What the exercise asks → Reproduce the material that follows, please, but only from its first line to the line containing "use std::fs;", inclusive.
[Start of Attachment]
//! `corrl install`: fetch a CorrLang distribution and unpack it into the home
//! directory.
//!
//! The archive holds a single top-level `corrlang-1.0-snapshot/` folder whose
//! contents (`lib/`, `bin/`, ...) land directly in `<home>`. A previous
//! installation's `lib/` and `bin/` are removed first unless overwriting is
//! disabled. `<home>/config.toml` is written once and never replaced, so
//! local edits survive a reinstall.

use std::fs;
use std::io::{self, Cursor, ErrorKind, Read, Seek};
use std::path::{Component, Path, PathBuf};
use std::time::Duration;

use zip::ZipArchive;

use crate::error::{io_err, ClientError};
use crate::paths::{bin_dir, config_file, lib_dir, version_file};

pub const KNOWN_VERSIONS: &[&str] = &["1.0-snapshot-alpha", "1.0-snapshot-pre-alpha"];
pub const LATEST_VERSION: &str = "1.0-snapshot-alpha";

const DOWNLOAD_BASE: &str = "https://codeberg.org/drstrudel/corrlang/releases/download";
/// Top-level folder inside every distribution archive.
const ARCHIVE_ROOT: &str = "corrlang-1.0-snapshot";

const CONNECT_TIMEOUT: Duration = Duration::from_secs(10);
const DOWNLOAD_TIMEOUT: Duration = Duration::from_secs(600);
const MAX_ARCHIVE_BYTES: u64 = 512 * 1024 * 1024;

#[derive(Debug, Clone, PartialEq, Eq)]
pub struct InstallRequest {
    pub home: PathBuf,
    /// One of [`KNOWN_VERSIONS`].
    pub version: String,
    /// Replace an existing installation's `lib/` and `bin/`.
    pub overwrite: bool,
    /// Written into a freshly created `config.toml`.
    pub port: u16,
}

#[derive(Debug, Clone, PartialEq, Eq)]
pub struct Installation {
    pub version: String,
    pub home: PathBuf,
    pub overwritten: bool,
}

/// `--version` or [`LATEST_VERSION`]; anything outside [`KNOWN_VERSIONS`] is
/// rejected before a download starts.
pub fn resolve_version(requested: Option<&str>) -> Result<String, ClientError> {
    let version = requested.unwrap_or(LATEST_VERSION);
    if KNOWN_VERSIONS.contains(&version) {
        Ok(version.to_string())
    } else {
        Err(ClientError::UnknownVersion {
            version: version.to_string(),
            known: KNOWN_VERSIONS.join(", "),
        })
    }
}

pub fn archive_url(version: &str) -> String {
    format!("{DOWNLOAD_BASE}/{version}/{ARCHIVE_ROOT}.zip")
}

/// Downloads the distribution for `request.version` and installs it.
pub fn install(request: &InstallRequest) -> Result<Installation, ClientError> {
    ensure_replaceable(request)?;
    let url = archive_url(&request.version);
    let archive = download(&url)?;
    install_from_archive(request, Cursor::new(archive))
}

/// Installs from an already fetched archive.
pub fn install_from_archive<R: Read + Seek>(
    request: &InstallRequest,
    archive: R,
) -> Result<Installation, ClientError> {
    let mut archive = ZipArchive::new(archive)?;
    let home = request.home.as_path();

    let overwritten = clear_previous(request)?;
    fs::create_dir_all(home).map_err(|err| io_err(home, err))?;
    write_default_config(home, request.port)?;
    let unpacked = unpack(&mut archive, home)?;

    let version_path = version_file(home);
    fs::write(&version_path, &request.version).map_err(|err| io_err(version_path, err))?;

    tracing::info!(
        version = %request.version,
        home = %home.display(),
        files = unpacked,
        overwritten,
        "distribution installed"
    );
    Ok(Installation {
        version: request.version.clone(),
        home: home.to_path_buf(),
        overwritten,
    })
}

/// Removes `root` and everything below it. A missing `root` is not an error.
pub fn delete_tree(root: &Path) -> Result<(), ClientError> {
    let removed = match fs::symlink_metadata(root) {
        Ok(meta) if meta.is_dir() => fs::remove_dir_all(root),
        Ok(_) => fs::remove_file(root),
        Err(err) => Err(err),
    };
    match removed {
        Ok(()) => Ok(()),
        Err(err) if err.kind() == ErrorKind::NotFound => Ok(()),
        Err(err) => Err(io_err(root, err)),
    }
}

fn previous_dirs(home: &Path) -> Vec<PathBuf> {
    [lib_dir(home), bin_dir(home)]
        .into_iter()
        .filter(|dir| dir.exists())
        .collect()
}

fn ensure_replaceable(request: &InstallRequest) -> Result<(), ClientError> {
    if !request.overwrite && !previous_dirs(&request.home).is_empty() {
        return Err(ClientError::AlreadyInstalled(request.home.clone()));
    }
    Ok(())
}

/// Returns whether anything was removed.
fn clear_previous(request: &InstallRequest) -> Result<bool, ClientError> {
    ensure_replaceable(request)?;
    let previous = previous_dirs(&request.home);
    for dir in &previous {
        tracing::info!(dir = %dir.display(), "removing previous installation");
        delete_tree(dir)?;
    }
    Ok(!previous.is_empty())
}

fn write_default_config(home: &Path, port: u16) -> Result<(), ClientError> {
    let path = config_file(home);
    if path.exists() {
        tracing::debug!(path = %path.display(), "keeping existing configuration");
        return Ok(());
    }
    let home = home
        .display()
        .to_string()
        .replace('\\', "\\\\")
        .replace('"', "\\\"");
    let contents = format!("[system]\nport = {port}\nhome = \"{home}\"\n");
    fs::write(&path, contents).map_err(|err| io_err(&path, err))?;
    tracing::info!(path = %path.display(), "created default configuration");
    Ok(())
}

/// Where an archive entry lands below `home`; `None` for the archive root
/// itself and for entries that would escape `home`.
fn target_path(home: &Path, entry: &Path) -> Option<PathBuf> {
    let relative = entry.strip_prefix(ARCHIVE_ROOT).unwrap_or(entry);
    if relative.as_os_str().is_empty() {
        return None;
    }
    if !relative
        .components()
        .all(|part| matches!(part, Component::Normal(_)))
    {
        return None;
    }
    Some(home.join(relative))
}

/// Returns the number of files written.
fn unpack<R: Read + Seek>(archive: &mut ZipArchive<R>, home: &Path) -> Result<usize, ClientError> {
    let mut files = 0;
    for index in 0..archive.len() {
        let mut entry = archive.by_index(index)?;
        let Some(target) = entry
            .enclosed_name()
            .and_then(|name| target_path(home, &name))
        else {
            tracing::debug!(entry = entry.name(), "skipping archive entry");
            continue;
        };

        if entry.is_dir() {
            fs::create_dir_all(&target).map_err(|err| io_err(&target, err))?;
            continue;
        }
        if let Some(parent) = target.parent() {
            fs::create_dir_all(parent).map_err(|err| io_err(parent, err))?;
        }
        let mut out = fs::File::create(&target).map_err(|err| io_err(&target, err))?;
        io::copy(&mut entry, &mut out).map_err(|err| io_err(&target, err))?;

        #[cfg(unix)]
        if let Some(mode) = entry.unix_mode() {
            use std::os::unix::fs::PermissionsExt;
            fs::set_permissions(&target, fs::Permissions::from_mode(mode))
                .map_err(|err| io_err(&target, err))?;
        }
        files += 1;
    }
    Ok(files)
}

fn download(url: &str) -> Result<Vec<u8>, ClientError> {
    let failed = |message: String| ClientError::Download {
        url: url.to_string(),
        message,
    };
    tracing::info!(%url, "downloading CorrLang distribution");

    let agent = ureq::AgentBuilder::new()
        .timeout_connect(CONNECT_TIMEOUT)
        .timeout(DOWNLOAD_TIMEOUT)
        .build();
    let response = agent.get(url).call().map_err(|err| failed(err.to_string()))?;

    let mut archive = Vec::new();
    response
        .into_reader()
        .take(MAX_ARCHIVE_BYTES)
        .read_to_end(&mut archive)
        .map_err(|err| failed(err.to_string()))?;
    tracing::debug!(bytes = archive.len(), "download complete");
    Ok(archive)
}

#[cfg(test)]
mod tests {
    use super::*;
    use std::io::Write;

    use tempfile::TempDir;
    use zip::write::SimpleFileOptions;
    use zip::ZipWriter;

    fn distribution(entries: &[(&str, &str)]) -> Cursor<Vec<u8>> {
        let mut writer = ZipWriter::new(Cursor::new(Vec::new()));
        let options = SimpleFileOptions::default();
        writer
            .add_directory(format!("{ARCHIVE_ROOT}/"), options)
            .expect("root dir");
        for (name, body) in entries {
            if name.ends_with('/') {
                writer.add_directory(*name, options).expect("dir");
            } else {
                writer.start_file(*name, options).expect("start");
                writer.write_all(body.as_bytes()).expect("body");
            }
        }
        let mut cursor = writer.finish().expect("finish");
        cursor.set_position(0);
        cursor
    }

    fn request(home: &Path, overwrite: bool) -> InstallRequest {
        InstallRequest {
            home: home.to_path_buf(),
            version: LATEST_VERSION.to_string(),
            overwrite,
            port: 7070,
        }
    }

    #[test]
    fn unknown_version_lists_known_ones() {
        let err = resolve_version(Some("2.0")).unwrap_err();
        let message = err.to_string();
        assert!(message.contains("'2.0'"), "{message}");
        assert!(message.contains("1.0-snapshot-pre-alpha"), "{message}");
        assert_eq!(resolve_version(None).expect("latest"), LATEST_VERSION);
    }

    #[test]
    fn archive_url_names_release_and_archive() {
        assert_eq!(
            archive_url("1.0-snapshot-alpha"),
            "https://codeberg.org/drstrudel/corrlang/releases/download/\
             1.0-snapshot-alpha/corrlang-1.0-snapshot.zip"
        );
    }

    #[test]
    fn unpacks_below_home_without_archive_root() {
        let tmp = TempDir::new().expect("tempdir");
        let home = tmp.path().join("corrlang");
        let archive = distribution(&[
            ("corrlang-1.0-snapshot/lib/", ""),
            ("corrlang-1.0-snapshot/lib/core.jar", "jar"),
            ("corrlang-1.0-snapshot/bin/corrlang", "#!/bin/sh"),
        ]);

        let installed = install_from_archive(&request(&home, true), archive).expect("install");

        assert!(!installed.overwritten);
        assert_eq!(fs::read_to_string(home.join("lib/core.jar")).expect("jar"), "jar");
        assert!(home.join("bin/corrlang").is_file());
        assert!(!home.join(ARCHIVE_ROOT).exists());
        assert_eq!(
            fs::read_to_string(version_file(&home)).expect("version"),
            LATEST_VERSION
        );
        let config = fs::read_to_string(config_file(&home)).expect("config");
        assert!(config.starts_with("[system]\nport = 7070\n"), "{config}");
        assert!(config.contains(&format!("home = \"{}\"", home.display())));
    }

    #[test]
    fn reinstall_replaces_lib_but_keeps_config() {
        let tmp = TempDir::new().expect("tempdir");
        let home = tmp.path();
        fs::create_dir_all(lib_dir(home)).expect("lib");
        fs::write(lib_dir(home).join("stale.jar"), "old").expect("stale");
        fs::write(config_file(home), "[system]\nport = 1234\n").expect("config");

        let archive = distribution(&[("corrlang-1.0-snapshot/lib/core.jar", "new")]);
        let installed = install_from_archive(&request(home, true), archive).expect("install");

        assert!(installed.overwritten);
        assert!(!lib_dir(home).join("stale.jar").exists());
        assert!(lib_dir(home).join("core.jar").exists());
        assert_eq!(
            fs::read_to_string(config_file(home)).expect("config"),
            "[system]\nport = 1234\n"
        );
    }

    #[test]
    fn no_overwrite_leaves_existing_installation_alone() {
        let tmp = TempDir::new().expect("tempdir");
        let home = tmp.path();
        fs::create_dir_all(bin_dir(home)).expect("bin");
        fs::write(bin_dir(home).join("corrlang"), "old").expect("script");

        let archive = distribution(&[("corrlang-1.0-snapshot/bin/corrlang", "new")]);
        let err = install_from_archive(&request(home, false), archive).unwrap_err();

        assert!(matches!(err, ClientError::AlreadyInstalled(_)), "{err:?}");
        assert_eq!(
            fs::read_to_string(bin_dir(home).join("corrlang")).expect("script"),
            "old"
        );
        assert!(!version_file(home).exists());
    }

    #[test]
    fn corrupt_archive_is_rejected_before_touching_home() {
        let tmp = TempDir::new().expect("tempdir");
        let home = tmp.path();
        fs::create_dir_all(lib_dir(home)).expect("lib");

        let err = install_from_archive(&request(home, true), Cursor::new(b"not a zip".to_vec()))
            .unwrap_err();

        assert!(matches!(err, ClientError::Archive(_)), "{err:?}");
        assert!(lib_dir(home).exists());
    }

    #[test]
    fn entries_escaping_home_are_skipped() {
        let home = Path::new("/srv/corrlang");
        assert_eq!(target_path(home, Path::new(ARCHIVE_ROOT)), None);
        assert_eq!(target_path(home, Path::new("../etc/passwd")), None);
        assert_eq!(
            target_path(home, Path::new("corrlang-1.0-snapshot/lib/a.jar")),
            Some(PathBuf::from("/srv/corrlang/lib/a.jar"))
        );
        assert_eq!(
            target_path(home, Path::new("README")),
            Some(PathBuf::from("/srv/corrlang/README"))
        );
    }

    #[test]
    fn delete_tree_removes_nested_content() {
        let tmp = TempDir::new().expect("tempdir");
        let root = tmp.path().join("lib");
        fs::create_dir_all(root.join("a/b")).expect("dirs");
        fs::write(root.join("a/b/c.jar"), "x").expect("file");
        fs::write(root.join("top.jar"), "y").expect("file");

        delete_tree(&root).expect("delete");

        assert!(!root.exists());
        assert!(tmp.path().exists());
    }

    #[test]
    fn delete_tree_on_missing_path_is_ok() {
        let tmp = TempDir::new().expect("tempdir");
        delete_tree(&tmp.path().join("never-created")).expect("missing is fine");
    }

    #[test]
    fn delete_tree_removes_a_plain_file() {
        let tmp = TempDir::new().expect("tempdir");
        let file = tmp.path().join("VERSION");
        fs::write(&file, "1").expect("file");
        delete_tree(&file).expect("delete");
        assert!(!file.exists());
    }
}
[End of Attachment]
Solution for this exercise →
//! `corrl install`: fetch a CorrLang distribution and unpack it into the home
//! directory.
//!
//! The archive holds a single top-level `corrlang-1.0-snapshot/` folder whose
//! contents (`lib/`, `bin/`, ...) land directly in `<home>`. A previous
//! installation's `lib/` and `bin/` are removed first unless overwriting is
//! disabled. `<home>/config.toml` is written once and never replaced, so
//! local edits survive a reinstall.

use std::fs;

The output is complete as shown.